My suspicion is that if you carry an ideal about, then however wonky the reality is, you’ll probably do a better job of holding positive and open sorts of connections with other people. Failure to live up to expectation might seem more temporary, more transient from that perspective, and be easier both to point out and to then let go of. What point is there in making a fuss about how someone treats you, if you start with the belief that how they treat you is an expression of how they feel about you? Ask them to do differently and you’re asking them (from that way of looking at things)to be dishonest with you.

I don’t think I fall into the trap of expecting people to know what I want and need. It’s very easy to go round getting cross with people when you think they should know your foibles, weaknesses and whatnot. It’s more about things that could be applied to anyone. Are they kind to me? Do they keep promises? Do they ask more of me than I can give and respond badly when I can’t keep up? Do they only seem to value me in so far as I am useful to them? Are they patient when I struggle? When I am in pain, are they gentle with me, or is that just another inconvenience to get cross about?

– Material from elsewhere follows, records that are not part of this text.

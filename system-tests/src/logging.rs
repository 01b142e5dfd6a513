// system-tests/src/logging.rs
// ============================================================================
// Module: System Test Logging
// Description: Process-wide tracing subscriber for harness runs.
// Purpose: Route client and harness events to captured test output.
// Dependencies: tracing-subscriber
// ============================================================================

//! ## Overview
//! The subscriber is installed at most once per test binary. `IIKO_LOG`
//! accepts a standard `EnvFilter` directive; without it the level is `info`,
//! or `debug` when body logging was requested for the run.

// ============================================================================
// SECTION: Imports
// ============================================================================

use tracing_subscriber::EnvFilter;
use tracing_subscriber::Registry;
use tracing_subscriber::fmt;
use tracing_subscriber::layer::SubscriberExt;
use tracing_subscriber::util::SubscriberInitExt;

// ============================================================================
// SECTION: Constants
// ============================================================================

/// Environment variable holding the log filter directive.
pub const LOG_FILTER_ENV: &str = "IIKO_LOG";

// ============================================================================
// SECTION: Setup
// ============================================================================

/// Returns the default filter directive for a run.
#[must_use]
pub const fn default_directive(debug: bool) -> &'static str {
    if debug { "debug" } else { "info" }
}

/// Installs the global subscriber unless one is already set.
///
/// Output goes through the libtest writer so it is captured per test.
pub fn init_logging(debug: bool) {
    let filter = EnvFilter::try_from_env(LOG_FILTER_ENV)
        .unwrap_or_else(|_| EnvFilter::new(default_directive(debug)));
    let layer = fmt::layer().with_target(true).with_test_writer();
    // A second call in the same binary finds the subscriber already set.
    let _ = Registry::default().with(filter).with(layer).try_init();
}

It says something about my history that for me, kindness is not a reasonable expectation, nor do I feel entitled to expect people will be careful round me around distress, pain, exhaustion and other limits. I’m used to being asked for more than I am equal to by people for whom I mostly seem to be a resource. Observation suggests that people who feel entitlement do not tend to accept that sort of thing and are much better at holding their boundaries, but for long periods of time my sense of place seemed wholly dependent on utility, and it’s hard to break with that.

To forgive you, I would have to start from a place of thinking that I deserved something better. I find it hard to imagine I deserve other than I get. It seems to me a fair measure of how people around me and groups I interact with relate to me. It seems like a measure of who I am. People who offer to forgive may be in a better place than people who don’t, on the whole.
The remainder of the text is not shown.